화학공학소재연구정보센터
Applied Energy, Vol.211, 41-49, 2018
Towards unsupervised learning of thermal comfort using infrared thermography
Maintaining thermal comfort in built environments is important for occupant health, well-being, and productivity, and also for efficient HVAC system operations. Most of the existing personal thermal comfort learning methods require occupants to provide feedback via a survey to label the monitored environmental or physiological conditions in order to train the prediction models. Accuracy of these models usually drops after the training process as personal thermal comfort is dynamic and changes over time due to climatic variations and/or acclimation.
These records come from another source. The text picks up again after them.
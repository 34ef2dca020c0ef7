use crate::{
    animation::anim::Animation,
    animation::keyframe::{Keyframe, blend, validate_keys},
    animation::sensor::SampleCtx,
    color::rgbwa::Color,
    foundation::error::{LedError, LedResult},
};

/// A scalar layer property (offset or size) on the `[0, 1]` strip axis.
#[derive(Clone, Debug, PartialEq, serde::Serialize, serde::Deserialize)]
#[serde(tag = "kind", rename_all = "snake_case")]
pub enum Dimension {
    /// Fixed value.
    Static {
        /// The value.
        value: f64,
    },
    /// Keyframed value driven by a sensor.
    Animated(Animation<f64>),
}

impl Dimension {
    /// Fixed-value dimension.
    pub fn fixed(value: f64) -> Self {
        Self::Static { value }
    }

    /// Current value.
    pub fn value(&self, ctx: SampleCtx) -> LedResult<f64> {
        match self {
            Self::Static { value } => Ok(*value),
            Self::Animated(anim) => anim.sample(ctx),
        }
    }

    pub fn validate(&self) -> LedResult<()> {
        match self {
            Self::Static { value } if !value.is_finite() => {
                Err(LedError::validation("static dimension must be finite"))
            }
            Self::Static { .. } => Ok(()),
            Self::Animated(anim) => anim.validate(),
        }
    }
}

/// What a layer paints across its extent.
#[derive(Clone, Debug, PartialEq, serde::Serialize, serde::Deserialize)]
#[serde(tag = "kind", rename_all = "snake_case")]
pub enum Image {
    /// One solid color.
    Color(Color),
    /// A color changing over time.
    ColorAnimation(Animation<Color>),
    /// Colors blended across the layer, stop positions in `[0, 1]`.
    Gradient {
        /// Stops sorted by position.
        colorstops: Vec<Keyframe<Color>>,
    },
}

impl Image {
    /// Color at `pos` (`[0, 1]` within one layer tile).
    pub fn color_at(&self, pos: f64, ctx: SampleCtx) -> LedResult<Color> {
        match self {
            Self::Color(c) => Ok(*c),
            Self::ColorAnimation(anim) => anim.sample(ctx),
            Self::Gradient { colorstops } => blend(colorstops, pos),
        }
    }

    pub fn validate(&self) -> LedResult<()> {
        match self {
            Self::Color(c) if !c.is_finite() => {
                Err(LedError::validation("color channels must be finite"))
            }
            Self::Color(_) => Ok(()),
            Self::ColorAnimation(anim) => anim.validate(),
            Self::Gradient { colorstops } => validate_keys(colorstops),
        }
    }
}

/// An image placed on the strip.
///
/// The image tile starts at `left`, spans `size`, and is repeated `repeat` times. A
/// negative `size` mirrors the tile so it extends to the left of `left`.
#[derive(Clone, Debug, PartialEq, serde::Serialize, serde::Deserialize)]
pub struct Layer {
    pub image: Image,
    /// Start of the first tile on the strip axis.
    #[serde(default = "default_left")]
    pub left: Dimension,
    /// Extent of one tile; must not be zero, negative mirrors the tile.
    #[serde(default = "default_size")]
    pub size: Dimension,
    /// Number of tiles, fractional allowed. Beyond the last one the layer is transparent.
    #[serde(default = "default_repeat")]
    pub repeat: f64,
}

fn default_left() -> Dimension {
    Dimension::fixed(0.0)
}

fn default_size() -> Dimension {
    Dimension::fixed(1.0)
}

fn default_repeat() -> f64 {
    1.0
}

impl Layer {
    /// Layer covering the whole strip once.
    pub fn full(image: Image) -> Self {
        Self {
            image,
            left: default_left(),
            size: default_size(),
            repeat: default_repeat(),
        }
    }

    /// Color at strip position `pos`; transparent beyond the last repetition.
    pub fn color_at(&self, pos: f64, ctx: SampleCtx) -> LedResult<Color> {
        let left = self.left.value(ctx)?;
        let size = self.size.value(ctx)?;
        if size == 0.0 || !size.is_finite() {
            return Err(LedError::evaluation(format!(
                "layer size must be finite and non-zero, got {size}"
            )));
        }

        let offset = pos - left;
        if offset / size <= self.repeat {
            // Remainder takes the sign of `size`, so a mirrored tile still maps into [0, 1).
            let within = offset - size * (offset / size).floor();
            self.image.color_at(within / size, ctx)
        } else {
            Ok(Color::transparent())
        }
    }

    pub fn validate(&self) -> LedResult<()> {
        if self.repeat.is_nan() || self.repeat < 0.0 {
            return Err(LedError::validation("layer repeat must be >= 0"));
        }
        if matches!(self.size, Dimension::Static { value } if value == 0.0) {
            return Err(LedError::validation("layer size must be non-zero"));
        }
        self.image.validate()?;
        self.left.validate()?;
        self.size.validate()
    }
}

/// Ordered stack of layers, bottom first.
#[derive(Clone, Debug, Default, PartialEq, serde::Serialize, serde::Deserialize)]
pub struct Scene {
    pub name: String,
    #[serde(default)]
    pub layers: Vec<Layer>,
}

impl Scene {
    /// Composite every layer at `pos` over opaque black.
    ///
    /// Colors are premultiplied, so "over" is `acc * (1 - src.opacity) + src`.
    pub fn color_at(&self, pos: f64, ctx: SampleCtx) -> LedResult<Color> {
        let mut acc = Color::opaque_black();
        for layer in &self.layers {
            let src = layer.color_at(pos, ctx)?;
            acc = acc * (1.0 - src.opacity) + src;
        }
        Ok(acc)
    }

    /// Validate every layer; errors name the scene and the layer index.
    pub fn validate(&self) -> LedResult<()> {
        for (idx, layer) in self.layers.iter().enumerate() {
            layer.validate().map_err(|err| {
                LedError::validation(format!("scene '{}' layer {idx}: {err}", self.name))
            })?;
        }
        Ok(())
    }
}

#[cfg(test)]
#[path = "../../tests/unit/scene/model.rs"]
mod tests;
In this paper, we present a hidden Markov model (HMM) based learning method to capture personal thermal comfort using infrared thermography of the human face. We chose human face since its blood vessels has a higher density and it is not covered while performing regular activities in built environments. The learning algorithm has 3 hidden states (i.e., uncomfortably warm, comfortable, uncomfortably cool) and uses discretization for forming the observed states from the continuous infrared measurements. The approach can potentially be used for continuous monitoring of thermal comfort to capture the variations over time. We tested and validated the method in a four-day long experiment with 10 subjects and demonstrated an accuracy of 82.8% for predicting uncomfortable conditions.